Чекушев хвастливо тряхнул головой и оглянулся. Все прислушались к его рассказу, оставив выбирать из невода рыбу. Улыбались скептически, но слушали.
— В номер! — гордым, громким возгласом вздохнул Чекушев и задумался, улыбка на губах застыла. — Хорошо… — встряхнулся он, — оделся в номере в свой исправницкий мундир, Сосова послал порцию заказать. Выхожу в общую, Сосов докладывает: «Порция сейчас будет…» Тут, брат ты мой, сколько было народа, пьяный галдеж, а на меня глядь… примолкли! «Продолжайте, — говорю. — Без стеснения!..» Сели с Сосовым — все к нашим услугам: пьем, закусываем…
Слушатели залились одобрительным смехом. Кто-то почмокал языком. И уже не слышно было скептических замечаний.
— Вот ваканция-то! — сказал восхищенный Ильич.
— Напились, наелись, стал я взыскивать! — продолжал героическим топом Чекушев. — Что за беспорядок? Почему это не так, а то неисправно? Позвольте сюда пачпорта!

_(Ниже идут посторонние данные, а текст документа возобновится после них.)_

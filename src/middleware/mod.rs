//! # Middleware Module
//!
//! Middlewares run between route matching and the handler. Each one is tagged
//! with its calling convention when it is registered:
//!
//! - [`Middleware::Native`] - `(context, next)`; may run code after `next`
//! - [`Middleware::Foreign`] - `(req, res, next)` for externally authored code
//!
//! A route's chain is assembled once at startup in a fixed order: global,
//! module (root module first), route, then method middlewares, then the
//! handler. Calling `next` with an error skips everything that is left and
//! turns into a 500 response.

mod chain;
mod core;
mod metrics;
mod tracing;

pub use chain::{run_chain, Chain, Next, Terminal};
pub use self::core::{
    ChainError, ChainResult, Flow, ForeignMiddleware, ForeignNext, HandlerFn, Middleware,
    NativeMiddleware,
};
pub use metrics::MetricsMiddleware;
pub use self::tracing::TracingMiddleware;
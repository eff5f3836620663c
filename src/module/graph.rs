//! Arena holding the module tree.
//!
//! Nodes own their children through id lists; a child refers back to its
//! parent by id only, for lexical lookups.

use std::fmt;
use std::sync::Arc;

use crate::controller::ControllerDef;
use crate::inject::{Dependency, Provider, Resolved};
use crate::middleware::Middleware;

use super::def::InvokeHook;
use super::route::RouteDef;

/// Index of a node in a [`ModuleGraph`].
#[derive(Debug, Clone, Copy, Default, PartialEq, Eq, Hash, PartialOrd, Ord)]
pub struct ModuleId(usize);

impl ModuleId {
    #[must_use]
    pub fn index(self) -> usize {
        self.0
    }
}

impl fmt::Display for ModuleId {
    fn fmt(&self, f: &mut fmt::Formatter<'_>) -> fmt::Result {
        write!(f, "#{}", self.0)
    }
}

/// One module placed in the tree.
pub struct ModuleNode {
    pub id: ModuleId,
    pub name: Arc<str>,
    pub parent: Option<ModuleId>,
    pub children: Vec<ModuleId>,
    /// Route prefix accumulated from the ancestors and the module itself
    pub prefix: String,
    pub declarations: Vec<ControllerDef>,
    pub providers: Vec<Provider>,
    pub exports: Vec<Arc<str>>,
    pub dependencies: Vec<Dependency>,
    pub middlewares: Vec<Middleware>,
    pub routes: Vec<RouteDef>,
    pub bootstrap: Option<Arc<str>>,
    pub(crate) on_invoke: Option<InvokeHook>,
    /// Set once the module's own dependencies have been resolved
    pub resolved: Option<Resolved>,
}

impl fmt::Debug for ModuleNode {
    fn fmt(&self, f: &mut fmt::Formatter<'_>) -> fmt::Result {
        f.debug_struct("ModuleNode")
            .field("id", &self.id)
            .field("name", &self.name)
            .field("parent", &self.parent)
            .field("children", &self.children)
            .field("prefix", &self.prefix)
            .field(
                "declarations",
                &self.declarations.iter().map(ControllerDef::name).collect::<Vec<_>>(),
            )
            .field("providers", &self.providers)
            .field("exports", &self.exports)
            .field("routes", &self.routes.len())
            .finish()
    }
}

/// The module tree, rooted at index 0.
#[derive(Debug, Default)]
pub struct ModuleGraph {
    nodes: Vec<ModuleNode>,
}

impl ModuleGraph {
    #[must_use]
    pub fn new() -> Self {
        Self::default()
    }

    /// Add `node` under `parent`, fixing up its id and the parent's child
    /// list.
    pub(crate) fn attach(&mut self, mut node: ModuleNode, parent: Option<ModuleId>) -> ModuleId {
        let id = ModuleId(self.nodes.len());
        node.id = id;
        node.parent = parent;
        self.nodes.push(node);
        if let Some(parent) = parent.and_then(|p| self.nodes.get_mut(p.0)) {
            parent.children.push(id);
        }
        id
    }

    /// The root module, if any module has been attached.
    #[must_use]
    pub fn root(&self) -> Option<ModuleId> {
        (!self.nodes.is_empty()).then_some(ModuleId(0))
    }

    /// # Panics
    ///
    /// Panics if `id` did not come from this graph.
    #[must_use]
    pub fn node(&self, id: ModuleId) -> &ModuleNode {
        &self.nodes[id.0]
    }

    pub(crate) fn node_mut(&mut self, id: ModuleId) -> &mut ModuleNode {
        &mut self.nodes[id.0]
    }

    #[must_use]
    pub fn len(&self) -> usize {
        self.nodes.len()
    }

    #[must_use]
    pub fn is_empty(&self) -> bool {
        self.nodes.is_empty()
    }

    /// Every module, in attachment order.
    pub fn iter(&self) -> impl Iterator<Item = &ModuleNode> {
        self.nodes.iter()
    }

    /// `id` followed by its parent, grandparent and so on up to the root.
    pub fn ancestors(&self, id: ModuleId) -> impl Iterator<Item = &ModuleNode> + '_ {
        std::iter::successors(self.nodes.get(id.0), move |node| {
            node.parent.and_then(|p| self.nodes.get(p.0))
        })
    }

    /// Module names from the root down to `id`.
    #[must_use]
    pub fn path_from_root(&self, id: ModuleId) -> Vec<String> {
        let mut names: Vec<String> = self.ancestors(id).map(|n| n.name.to_string()).collect();
        names.reverse();
        names
    }

    /// Find the provider for `name`, starting at `id` and walking up.
    #[must_use]
    pub fn find_provider(&self, id: ModuleId, name: &str) -> Option<(ModuleId, &Provider)> {
        self.ancestors(id).find_map(|node| {
            node.providers
                .iter()
                .find(|p| p.name() == name)
                .map(|p| (node.id, p))
        })
    }

    /// Find the declaration of controller `name`, starting at `id` and
    /// walking up.
    #[must_use]
    pub fn find_declaration(&self, id: ModuleId, name: &str) -> Option<(ModuleId, &ControllerDef)> {
        self.ancestors(id).find_map(|node| {
            node.declarations
                .iter()
                .find(|c| c.name() == name)
                .map(|c| (node.id, c))
        })
    }

    /// Middlewares of every module from the root down to `id`.
    #[must_use]
    pub fn inherited_middlewares(&self, id: ModuleId) -> Vec<Middleware> {
        let mut chain: Vec<&ModuleNode> = self.ancestors(id).collect();
        chain.reverse();
        chain
            .into_iter()
            .flat_map(|node| node.middlewares.iter().cloned())
            .collect()
    }
}
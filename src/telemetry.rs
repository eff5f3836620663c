//! Logging initialization.
//!
//! The library only emits `tracing` events; installing a subscriber is up to
//! the binary embedding it. [`init_logging_with_config`] installs the usual
//! one: an `EnvFilter` (honouring `RUST_LOG`), JSON or pretty output, and an
//! optional non-blocking writer.

use std::env;

use anyhow::{Context, Result};
use tracing::Level;
use tracing_appender::non_blocking::WorkerGuard;
use tracing_subscriber::layer::SubscriberExt;
use tracing_subscriber::util::SubscriberInitExt;
use tracing_subscriber::{EnvFilter, Layer};

/// Log format: JSON for production, pretty-print for development
#[derive(Debug, Clone, Copy, PartialEq, Eq)]
pub enum LogFormat {
    Json,
    Pretty,
}

impl LogFormat {
    #[must_use]
    pub fn parse(s: &str) -> Self {
        match s.trim().to_lowercase().as_str() {
            "pretty" => LogFormat::Pretty,
            _ => LogFormat::Json,
        }
    }
}

#[derive(Debug, Clone)]
pub struct LogConfig {
    /// trace/debug/info/warn/error; `RUST_LOG` wins when set
    pub log_level: String,
    pub format: LogFormat,
    /// Write through a background thread
    pub async_logging: bool,
    /// Extra comma-separated filter directives, e.g. `modrouter::router=debug`
    pub target_filter: Option<String>,
    /// Include file:line location
    pub include_location: bool,
}

impl LogConfig {
    /// Read `MODROUTER_LOG_LEVEL`, `MODROUTER_LOG_FORMAT`, `MODROUTER_LOG_ASYNC`
    /// and `MODROUTER_LOG_FILTER`, falling back to the production defaults.
    #[must_use]
    pub fn from_env() -> Self {
        let defaults = Self::default_prod();
        Self {
            log_level: env::var("MODROUTER_LOG_LEVEL").unwrap_or(defaults.log_level),
            format: env::var("MODROUTER_LOG_FORMAT")
                .map(|s| LogFormat::parse(&s))
                .unwrap_or(defaults.format),
            async_logging: env::var("MODROUTER_LOG_ASYNC")
                .ok()
                .and_then(|s| s.parse().ok())
                .unwrap_or(defaults.async_logging),
            target_filter: env::var("MODROUTER_LOG_FILTER").ok(),
            include_location: defaults.include_location,
        }
    }

    #[must_use]
    pub fn default_dev() -> Self {
        Self {
            log_level: "debug".to_string(),
            format: LogFormat::Pretty,
            async_logging: false,
            target_filter: None,
            include_location: true,
        }
    }

    #[must_use]
    pub fn default_prod() -> Self {
        Self {
            log_level: "info".to_string(),
            format: LogFormat::Json,
            async_logging: true,
            target_filter: None,
            include_location: false,
        }
    }

    fn level(&self) -> Level {
        self.log_level.trim().parse().unwrap_or(Level::INFO)
    }

    fn env_filter(&self) -> Result<EnvFilter> {
        let mut filter =
            EnvFilter::try_from_default_env().unwrap_or_else(|_| EnvFilter::new(self.level().as_str()));
        if let Some(extra) = &self.target_filter {
            for directive in extra.split(',').map(str::trim).filter(|d| !d.is_empty()) {
                filter = filter.add_directive(
                    directive
                        .parse()
                        .with_context(|| format!("Invalid log filter directive: {directive}"))?,
                );
            }
        }
        Ok(filter)
    }
}

/// Keeps the background writer alive. Dropping it flushes pending output.
#[must_use = "dropping the guard stops asynchronous log output"]
#[derive(Debug)]
pub struct LoggingGuard {
    _worker: Option<WorkerGuard>,
}

/// Install a subscriber at `log_level`, other settings from the environment.
pub fn init_logging(log_level: &str) -> Result<LoggingGuard> {
    let mut config = LogConfig::from_env();
    config.log_level = log_level.to_string();
    init_logging_with_config(&config)
}

/// Install the global subscriber described by `config`.
///
/// Fails if a global subscriber is already installed.
pub fn init_logging_with_config(config: &LogConfig) -> Result<LoggingGuard> {
    let filter = config.env_filter()?;

    let (writer, worker) = if config.async_logging {
        let (writer, guard) = tracing_appender::non_blocking(std::io::stdout());
        (tracing_subscriber::fmt::writer::BoxMakeWriter::new(writer), Some(guard))
    } else {
        (
            tracing_subscriber::fmt::writer::BoxMakeWriter::new(std::io::stdout),
            None,
        )
    };

    let fmt_layer = match config.format {
        LogFormat::Json => tracing_subscriber::fmt::layer()
            .json()
            .with_current_span(true)
            .with_span_list(true)
            .with_target(true)
            .with_thread_ids(true)
            .with_file(config.include_location)
            .with_line_number(config.include_location)
            .with_writer(writer)
            .boxed(),
        LogFormat::Pretty => tracing_subscriber::fmt::layer()
            .pretty()
            .with_target(true)
            .with_file(config.include_location)
            .with_line_number(config.include_location)
            .with_writer(writer)
            .boxed(),
    };

    tracing_subscriber::registry()
        .with(filter)
        .with(fmt_layer)
        .try_init()
        .context("Failed to initialize logging")?;

    Ok(LoggingGuard { _worker: worker })
}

Чекушев вздернул головой кверху и уперся в бока кулаками. Взыскательно-строгий вид его лица принял грозящий оттенок.
— Тут от меня, как дождь, все сыпанули… кто куда! — добродушно-торжествующим тоном закончил он. — Взяли мы с хозяина четвертной билет и на извозчика…
— Четвертной билет?! — изумился Устин.
— Как одну копейку…
— Вот сукины дети… деньгу какую могли иметь… — Пожалуй, и правда, коли не сбрехал? — сказал Ильич.
— Вот крест святой! Чего мне брехать, какая надобность? Да мне, ежели прохождения свои рассказывать — Библия! За неделю не переслушаешь!.. А вы говорите: кушанья… Кушанья я едал такие, каких вы и не слыхали сроду: коклеты, минигреты, биштеки… раков морских ел!.. супы разные… По-нашему — жидкая каша, по-ихнему — суп… Вот и разбирай… А уху я царскую сделаю! Лук есть?